If the seating isn’t enough to push you into a quiet rage, the music certainly will. This is another regional difference, but the taxi-brousse drivers in my region tend to show off their stereo systems by playing the loudest, fastest, and most disorienting music I’ve ever heard. The style of music is known as salegy and a brief internet search might be more helpful in explaining the truly aurally oppressive nature of this music than my words here could. An experienced Volunteer will tell you that one of the keys to surviving a brousse ride is an iPod and a good pair of headphones. In the central highlands of Madagascar, it’s more common to hear gospel church music in the taxi-brousses. This can sometimes be more pleasant to listen to, but it also gets tiring after many hours on the road.

The Ugly

This last category of taxi-brousse experiences describes what I consider to be the universally terrible things about this particular form of travel. It doesn’t matter where you come from or where you’ve traveled before, these next few observations are unmistakably shitty.

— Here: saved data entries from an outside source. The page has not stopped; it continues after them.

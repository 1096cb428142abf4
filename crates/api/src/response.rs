//! Shared response envelope types for API handlers.
//!
//! All API responses use a `{ "data": ... }` envelope.

use serde::Serialize;

/// Standard `{ "data": T }` response envelope.
///
/// ```ignore
/// Ok(Json(DataResponse { data: courses }))
/// ```
#[derive(Debug, Serialize)]
pub struct DataResponse<T: Serialize> {
    pub data: T,
}
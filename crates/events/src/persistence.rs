//! Durable event persistence service.
//!
//! [`EventPersistence`] subscribes to the [`EventBus`](crate::bus::EventBus)
//! and writes every received [`LearningEvent`] to the `events` table. It
//! runs as a long-lived background task and exits when the bus is dropped.

use academy_core::types::DbId;
use academy_db::repositories::EventRepo;
use academy_db::DbPool;
use tokio::sync::broadcast;

use crate::bus::LearningEvent;

/// Background service that persists learning events to the database.
pub struct EventPersistence;

impl EventPersistence {
    /// Run the persistence loop until the channel closes.
    pub async fn run(pool: DbPool, mut receiver: broadcast::Receiver<LearningEvent>) {
        loop {
            match receiver.recv().await {
                Ok(event) => {
                    if let Err(e) = Self::persist(&pool, &event).await {
                        tracing::error!(
                            error = %e,
                            event_type = %event.event_type,
                            "Failed to persist event"
                        );
                    }
                }
                Err(broadcast::error::RecvError::Lagged(n)) => {
                    tracing::warn!(
                        skipped = n,
                        "Event persistence lagged, some events were not persisted"
                    );
                }
                Err(broadcast::error::RecvError::Closed) => {
                    tracing::info!("Event bus closed, persistence shutting down");
                    break;
                }
            }
        }
    }

    /// Write a single event to the `events` table.
    pub async fn persist(pool: &DbPool, event: &LearningEvent) -> Result<DbId, sqlx::Error> {
        EventRepo::insert(
            pool,
            &event.event_type,
            event.source_entity_type.as_deref(),
            event.source_entity_id,
            event.actor_user_id,
            &event.payload,
        )
        .await
    }
}
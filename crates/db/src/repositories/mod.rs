//! Repository layer.
//!
//! Each repository is a zero-sized struct providing async methods that
//! accept `&PgPool` as the first argument.

pub mod achievement_repo;
pub mod completion_repo;
pub mod course_repo;
pub mod event_repo;
pub mod lesson_repo;
pub mod progress_repo;
pub mod user_repo;

pub use achievement_repo::AchievementRepo;
pub use completion_repo::CompletionRepo;
pub use course_repo::CourseRepo;
pub use event_repo::EventRepo;
pub use lesson_repo::LessonRepo;
pub use progress_repo::ProgressRepo;
pub use user_repo::UserRepo;
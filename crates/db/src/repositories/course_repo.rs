//! Repository for the `courses` table.

use academy_core::types::DbId;
use sqlx::PgPool;

use crate::models::course::{Course, CreateCourse};

const COLUMNS: &str =
    "id, slug, title, description, difficulty, is_published, created_at, updated_at";

/// Provides course catalog operations.
pub struct CourseRepo;

impl CourseRepo {
    /// Insert a new course, returning the created row.
    pub async fn create(pool: &PgPool, input: &CreateCourse) -> Result<Course, sqlx::Error> {
        let query = format!(
            "INSERT INTO courses (slug, title, description, difficulty, is_published)
             VALUES ($1, $2, $3, COALESCE($4, 'beginner'), COALESCE($5, TRUE))
             RETURNING {COLUMNS}"
        );
        sqlx::query_as::<_, Course>(&query)
            .bind(&input.slug)
            .bind(&input.title)
            .bind(&input.description)
            .bind(&input.difficulty)
            .bind(input.is_published)
            .fetch_one(pool)
            .await
    }

    /// Find a course by internal ID.
    pub async fn find_by_id(pool: &PgPool, id: DbId) -> Result<Option<Course>, sqlx::Error> {
        let query = format!("SELECT {COLUMNS} FROM courses WHERE id = $1");
        sqlx::query_as::<_, Course>(&query)
            .bind(id)
            .fetch_optional(pool)
            .await
    }

    /// List published courses, oldest first.
    pub async fn list_published(pool: &PgPool) -> Result<Vec<Course>, sqlx::Error> {
        let query = format!(
            "SELECT {COLUMNS} FROM courses WHERE is_published = TRUE ORDER BY created_at, id"
        );
        sqlx::query_as::<_, Course>(&query).fetch_all(pool).await
    }
}
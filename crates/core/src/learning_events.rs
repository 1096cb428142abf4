//! Event type names published on the event bus by the progress pipeline.

/// A lesson completion row was recorded.
pub const EVENT_LESSON_COMPLETED: &str = "lesson.completed";
/// XP was added to a user's total.
pub const EVENT_XP_AWARDED: &str = "xp.awarded";
/// A user's level went up.
pub const EVENT_LEVEL_UP: &str = "level.up";
/// A user finished every lesson of a course.
pub const EVENT_COURSE_COMPLETED: &str = "course.completed";
/// An achievement was granted.
pub const EVENT_BADGE_AWARDED: &str = "badge.awarded";

/// Entity kind used as `source_entity_type` for lesson events.
pub const ENTITY_LESSON: &str = "lesson";
/// Entity kind used as `source_entity_type` for course events.
pub const ENTITY_COURSE: &str = "course";
/// Entity kind used as `source_entity_type` for achievement events.
pub const ENTITY_ACHIEVEMENT: &str = "achievement";
//! User entity model and DTOs.

use academy_core::badges::UserCounters;
use academy_core::types::{DbId, Timestamp};
use serde::{Deserialize, Serialize};
use sqlx::FromRow;

/// Full user row from the `users` table.
///
/// `total_xp`, `current_level`, `lessons_completed` and `courses_completed`
/// are only changed through the XP-award and counter-increment paths.
#[derive(Debug, Clone, FromRow, Serialize)]
pub struct User {
    pub id: DbId,
    pub username: String,
    pub email: String,
    pub total_xp: i64,
    pub current_level: i32,
    pub lessons_completed: i32,
    pub courses_completed: i32,
    pub created_at: Timestamp,
    pub updated_at: Timestamp,
}

impl User {
    pub fn counters(&self) -> UserCounters {
        UserCounters {
            lessons_completed: self.lessons_completed,
            courses_completed: self.courses_completed,
            total_xp: self.total_xp,
            current_level: self.current_level,
        }
    }
}

/// DTO for creating a new user.
#[derive(Debug, Deserialize)]
pub struct CreateUser {
    pub username: String,
    pub email: String,
}

/// XP total and level after an award, as returned by `award_xp`.
#[derive(Debug, Clone, Copy, PartialEq, Eq, FromRow, Serialize)]
pub struct XpTotals {
    pub total_xp: i64,
    pub current_level: i32,
}

/// One row of the XP leaderboard.
#[derive(Debug, Clone, FromRow, Serialize)]
pub struct LeaderboardEntry {
    pub user_id: DbId,
    pub username: String,
    pub total_xp: i64,
    pub current_level: i32,
}
use crate::types::DbId;

#[derive(Debug, thiserror::Error)]
pub enum CoreError {
    #[error("Entity not found: {entity} with id {id}")]
    NotFound { entity: &'static str, id: DbId },

    #[error("Validation failed: {0}")]
    Validation(String),

    #[error("Precondition failed: {0}")]
    Precondition(String),

    #[error("Unauthorized: {0}")]
    Unauthorized(String),
}
use axum::routing::get;
use axum::Router;

use crate::handlers::achievements;
use crate::state::AppState;

/// Routes merged at the `/api/v1` root.
///
/// ```text
/// GET    /achievements   -> list_catalog
/// GET    /leaderboard    -> leaderboard
/// ```
pub fn router() -> Router<AppState> {
    Router::new()
        .route("/achievements", get(achievements::list_catalog))
        .route("/leaderboard", get(achievements::leaderboard))
}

To start off, I’ve been a witness to taxi-brousses running over animals way more times that I’d like to admit. Much of this country is rural and many of the towns and villages along the roads are basically next to the road. Unlike in America where people tend to have good strong fences around their homes and properties, Malagasy villages are not built like that. This means that animals of all varieties, domestic and wild, can get on the road and get themselves into trouble. I have been in brousses that have run over pigs, geese, frogs, snakes, dogs, and chameleons. It’s always alarming and most passengers, if they notice it, gasp in distress and shake their heads in disapproval of the driver. Then life quickly goes on and the brousse keeps going.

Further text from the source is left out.